The boot is a good size and very useful shape, although some compact SUVs offer more load space. Versatility is boosted by rear seat backs that have a 40/20/40 split/folding function.
While it’s more practical than other Mini models, the Countryman is less fun. It drives well enough in isolation but doesn’t have the same nimble, responsive feel and the steering is unhelpfully heavy at parking speeds. The firm ride isn’t ideal for a family car, either, and it certainly won’t help if your kids are prone to travel sickness.
Features of the MINI Countryman
The Countryman is well equipped for a compact SUV, with features befitting its premium badge and price tag.
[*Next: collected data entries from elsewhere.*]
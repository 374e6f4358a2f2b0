use clap::Subcommand;
use color_eyre::eyre::{self, Context as _};
use quickdex_core::{
    analytics::PairStats,
    config::Config,
    display::{format_compact, format_percent},
};

use crate::context::{analytics, parse_id, unix_now};

#[derive(Subcommand, Debug)]
pub(crate) enum Pairs {
    /// Pairs containing any of the given tokens, or with the given pair address
    Search {
        /// Token addresses
        tokens: Vec<String>,

        #[arg(long)]
        pair: Option<String>,
    },

    /// The deepest pairs by liquidity
    Top {
        #[arg(long, default_value_t = 20)]
        count: usize,
    },

    /// Liquidity, 24h volume and fee APY of pairs
    Info {
        #[arg(required = true)]
        pairs: Vec<String>,

        /// Print as JSON
        #[arg(long)]
        json: bool,
    },
}

impl Pairs {
    pub(crate) async fn run(&self, config: &Config) -> eyre::Result<()> {
        let analytics = analytics(config);

        match self {
            Pairs::Search { tokens, pair } => {
                let tokens = tokens.iter().map(|t| parse_id(t)).collect::<eyre::Result<Vec<_>>>()?;
                let pair = pair.as_deref().map(parse_id).transpose()?;
                for p in analytics.search_pairs(&tokens, pair.as_ref()).await? {
                    println!("{}-{}  {}", p.token0.symbol, p.token1.symbol, p.id);
                }
            }
            Pairs::Info { pairs, json } => {
                let ids = pairs.iter().map(|p| parse_id(p)).collect::<eyre::Result<Vec<_>>>()?;
                let stats = analytics.bulk_pair_data(&ids, unix_now()?).await?;
                if *json {
                    println!("{}", serde_json::to_string_pretty(&stats).wrap_err("failed to encode pairs")?);
                    return Ok(());
                }
                stats.iter().for_each(print_row);
            }
            Pairs::Top { count } => {
                analytics
                    .top_pairs(*count, unix_now()?)
                    .await?
                    .iter()
                    .for_each(print_row);
            }
        }
        Ok(())
    }
}

pub(crate) fn print_row(p: &PairStats) {
    println!(
        "{}-{}  liq ${} ({})  vol 24h ${}  fees 24h ${}  fee apy {}  {}",
        p.token0,
        p.token1,
        format_compact(p.reserve_usd),
        format_percent(Some(p.liquidity_change_usd)),
        format_compact(p.one_day_volume_usd),
        format_compact(p.one_day_fee_usd),
        format_percent(Some(p.fee_apy * 100.0)),
        p.id
    );
}
//! Access to the exchange's GraphQL subgraphs: typed query documents, the HTTP client
//! and the response shapes.
use std::future::Future;

use serde::de::DeserializeOwned;

pub use client::SubgraphClient;
pub use document::{Document, Field, Fragment, SubgraphId, Value};
pub use queries::BlockRef;

mod client;
pub mod document;
pub mod models;
pub mod queries;

#[derive(Debug, thiserror::Error)]
pub enum QueryError {
    #[error("`{0}` is not a 0x-prefixed 20-byte hex id")]
    InvalidId(String),
}

#[derive(Debug, thiserror::Error)]
pub enum SubgraphError {
    #[error("subgraph request failed")]
    Http(#[from] reqwest::Error),

    #[error("subgraph responded with status {status}: {body}")]
    Status { status: u16, body: String },

    #[error("subgraph returned errors: {}", .0.join("; "))]
    GraphQl(Vec<String>),

    #[error("subgraph response carried no data")]
    MissingData,

    #[error("failed to decode subgraph response")]
    Decode(#[from] serde_json::Error),
}

/// Something that can answer GraphQL documents. Implemented by [`SubgraphClient`] over
/// HTTP; tests answer from canned responses.
pub trait Subgraph {
    fn query<T: DeserializeOwned + Send>(
        &self,
        document: &Document,
        variables: serde_json::Value,
    ) -> impl Future<Output = Result<T, SubgraphError>> + Send;
}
Each engine brings with it a different basic level of equipment, which increases in line with the power output. Entry-level Cooper versions get everything you really need, including LED headlights, air-conditioning, automatic headlights and wipers, rear parking sensors, sat-nav and Apple CarPlay integration. Cooper S and PHEV models add various cosmetic upgrades, while the range-topping John Cooper Works version is a high-performance model loaded with sporty extras.
For Cooper, Cooper S and PHEV models you specify either a Classic, Sport or Exclusive pack on top of the basic equipment level. A huge array of optional packs allow you customise the Countryman's interior and exterior, and add the kind of luxury and tech features that you’d expect on a much larger car. Tick a few boxes and it’s easy to add thousands to the car’s cost.
Power for a MINI Countryman
The Countryman is available with petrol, diesel and petrol-electric hybrid power. Performance ranges from pretty good to darned quick.
The petrol range kicks off with the 136-horsepower Cooper, which is nippy enough. The 192-horsepower Cooper S is quite a bit quicker, and a better bet if you’re regularly going to fill your Countryman up with people and luggage. The Plug-in Hybrid model is quicker still, thanks to its blend of petrol and electric power, with a 0-62mph time of less than seven seconds. For real speed freaks there’s the John Cooper Works model, which has a monstrous 306 horsepower and gives a 0-62mph time of just over five seconds.
Four-wheel drive and an automatic gearbox are standard for Plug-in Hybrid and John Cooper Works models and optional across the rest of the range.